Purpose: Creating px-files (.px, .vs and .agg -files), which is one of the datasource-types for the awesome PxWeb ( see https://github.com/statisticssweden/PxWeb )
The basic idea: the information needed to be a table in PxWeb is split in 5 parts:
- config, which is common to all tables for an organisation, e.g. organisation name
- zero or more codelists, for coded variables , often shared by other tables.
- stuff like subject-area and possible dates of publication. CMS/publication-prosess type of info.
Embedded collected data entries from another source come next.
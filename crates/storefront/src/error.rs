//! Unified error handling with Sentry integration.
//!
//! Provides a unified `AppError` type that captures errors to Sentry before
//! responding to the client. All route handlers should return `Result<T, AppError>`.

use axum::{
    Json,
    http::StatusCode,
    response::{IntoResponse, Response},
};
use serde_json::json;
use thiserror::Error;

use crate::api::ApiError;
use crate::cart::CartError;

/// Application-level error type for the storefront.
#[derive(Debug, Error)]
pub enum AppError {
    /// Commerce backend call failed.
    #[error("Backend error: {0}")]
    Api(#[from] ApiError),

    /// Default cart could not be resolved.
    #[error("Cart error: {0}")]
    Cart(#[from] CartError),

    /// Session store operation failed.
    #[error("Session error: {0}")]
    Session(#[from] tower_sessions::session::Error),

    /// User is not authenticated.
    #[error("Unauthorized: {0}")]
    Unauthorized(String),

    /// Bad request from client.
    #[error("Bad request: {0}")]
    BadRequest(String),

    /// Internal server error.
    #[error("Internal error: {0}")]
    Internal(String),
}

impl AppError {
    /// HTTP status for this error.
    #[must_use]
    pub fn status(&self) -> StatusCode {
        match self {
            Self::Api(err) => api_status(err),
            Self::Cart(CartError::Api(err)) => api_status(err),
            Self::Cart(CartError::CreateFailed(err)) => {
                if err.is_transient() {
                    StatusCode::SERVICE_UNAVAILABLE
                } else {
                    StatusCode::BAD_GATEWAY
                }
            }
            Self::Cart(CartError::DefaultCartMissing) => StatusCode::CONFLICT,
            Self::Session(_) | Self::Internal(_) => StatusCode::INTERNAL_SERVER_ERROR,
            Self::Unauthorized(_) => StatusCode::UNAUTHORIZED,
            Self::BadRequest(_) => StatusCode::BAD_REQUEST,
        }
    }

    /// Message safe to show to the client.
    fn public_message(&self) -> String {
        match self {
            Self::Api(err) | Self::Cart(CartError::Api(err)) => err.user_message(),
            Self::Cart(CartError::CreateFailed(_)) => {
                "Could not create your cart, please try again".to_string()
            }
            Self::Cart(CartError::DefaultCartMissing) => "No cart selected".to_string(),
            Self::Session(_) | Self::Internal(_) => "Internal server error".to_string(),
            Self::Unauthorized(msg) | Self::BadRequest(msg) => msg.clone(),
        }
    }
}

fn api_status(err: &ApiError) -> StatusCode {
    match err {
        ApiError::AuthRequired(_) => StatusCode::UNAUTHORIZED,
        ApiError::Forbidden(_) => StatusCode::FORBIDDEN,
        ApiError::NotFound(_) => StatusCode::NOT_FOUND,
        ApiError::ValidationFailed(_) => StatusCode::UNPROCESSABLE_ENTITY,
        ApiError::Conflict(_) => StatusCode::CONFLICT,
        ApiError::RateLimited(_) => StatusCode::TOO_MANY_REQUESTS,
        ApiError::NetworkUnavailable(_) => StatusCode::SERVICE_UNAVAILABLE,
        ApiError::Url(_) => StatusCode::INTERNAL_SERVER_ERROR,
        ApiError::Server { .. }
        | ApiError::UnexpectedStatus { .. }
        | ApiError::Http(_)
        | ApiError::Parse(_) => StatusCode::BAD_GATEWAY,
    }
}

impl IntoResponse for AppError {
    fn into_response(self) -> Response {
        let status = self.status();

        // Capture server errors to Sentry
        if status.is_server_error() {
            let event_id = sentry::capture_error(&self);
            tracing::error!(
                error = %self,
                sentry_event_id = %event_id,
                "Request error"
            );
        } else {
            tracing::debug!(error = %self, status = %status, "Request rejected");
        }

        let mut response = (status, Json(json!({ "error": self.public_message() }))).into_response();

        if let Self::Api(ApiError::RateLimited(retry_after)) = &self
            && let Ok(value) = retry_after.to_string().parse()
        {
            response
                .headers_mut()
                .insert(axum::http::header::RETRY_AFTER, value);
        }

        response
    }
}

/// Result type alias for `AppError`.
pub type Result<T> = std::result::Result<T, AppError>;

/// Set the Sentry user context.
///
/// Call this after successful authentication to associate errors with users.
pub fn set_sentry_user(username: &str, email: Option<&str>) {
    sentry::configure_scope(|scope| {
        scope.set_user(Some(sentry::User {
            username: Some(username.to_string()),
            email: email.map(String::from),
            ..Default::default()
        }));
    });
}

/// Clear the Sentry user context.
///
/// Call this on logout to stop associating errors with the user.
pub fn clear_sentry_user() {
    sentry::configure_scope(|scope| {
        scope.set_user(None);
    });
}

/// Add a breadcrumb for user actions.
///
/// Breadcrumbs appear in Sentry error reports to show the trail of user actions
/// leading up to an error.
///
/// # Example
///
/// ```rust,ignore
/// add_breadcrumb("cart", "Added item", Some(&[("product_id", "123")]));
/// ```
pub fn add_breadcrumb(category: &str, message: &str, data: Option<&[(&str, &str)]>) {
    let mut breadcrumb = sentry::Breadcrumb {
        category: Some(category.to_string()),
        message: Some(message.to_string()),
        level: sentry::Level::Info,
        ..Default::default()
    };

    if let Some(pairs) = data {
        for (key, value) in pairs {
            breadcrumb.data.insert(
                (*key).to_string(),
                serde_json::Value::String((*value).to_string()),
            );
        }
    }

    sentry::add_breadcrumb(breadcrumb);
}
The tables typically share these properties with their sibling tables.
- the rest of the metadata, table specific information, e.g. title
- the datadata, a parquet-file (or for testing csv) with the data and implisitt the codelist for time.
Each part, except the datadata, has a json-schema, named: pxbuildconfig, pxcodes, pxstatistics and pxmetadata.
So, you supply data and the jsons and pxbuild generates the px-files.
flowchart TD
subgraph M["pxmetadata.json (Startingpoint)"]
M1["Stuff like title and decimals\n and also link to dataFile and Ids for the 'api' for shared info"]
end
subgraph S["'api' for Pxstatistics-jsons"]
PX_SR("Storage of Pxstatistics-json files,\n in a file folder\n or live call to backend")
end
subgraph C["'api' for Pxcodes-jsons"]
D("Storage of Pxcodes-json files\n or live call to backend")
end
subgraph T["Pxbuild"]
T1["Generate PXfiles"]
end
subgraph O["Output"]
O1["px-files \n vs-files \n agg-files"]
end
M --> |starting with a pxmetadata-file| T
S <--> | one of these| T
C <--> T
C <--> | one for each\n coded variable | T
Config --> T
Datafile --> T
T --> O
The from_jsons.py inside the demo folder, is probably a good starting point
- Python 3.11
- Poetry
poetry env use 3.11
poetry install
poetry run pytest
pre-commit install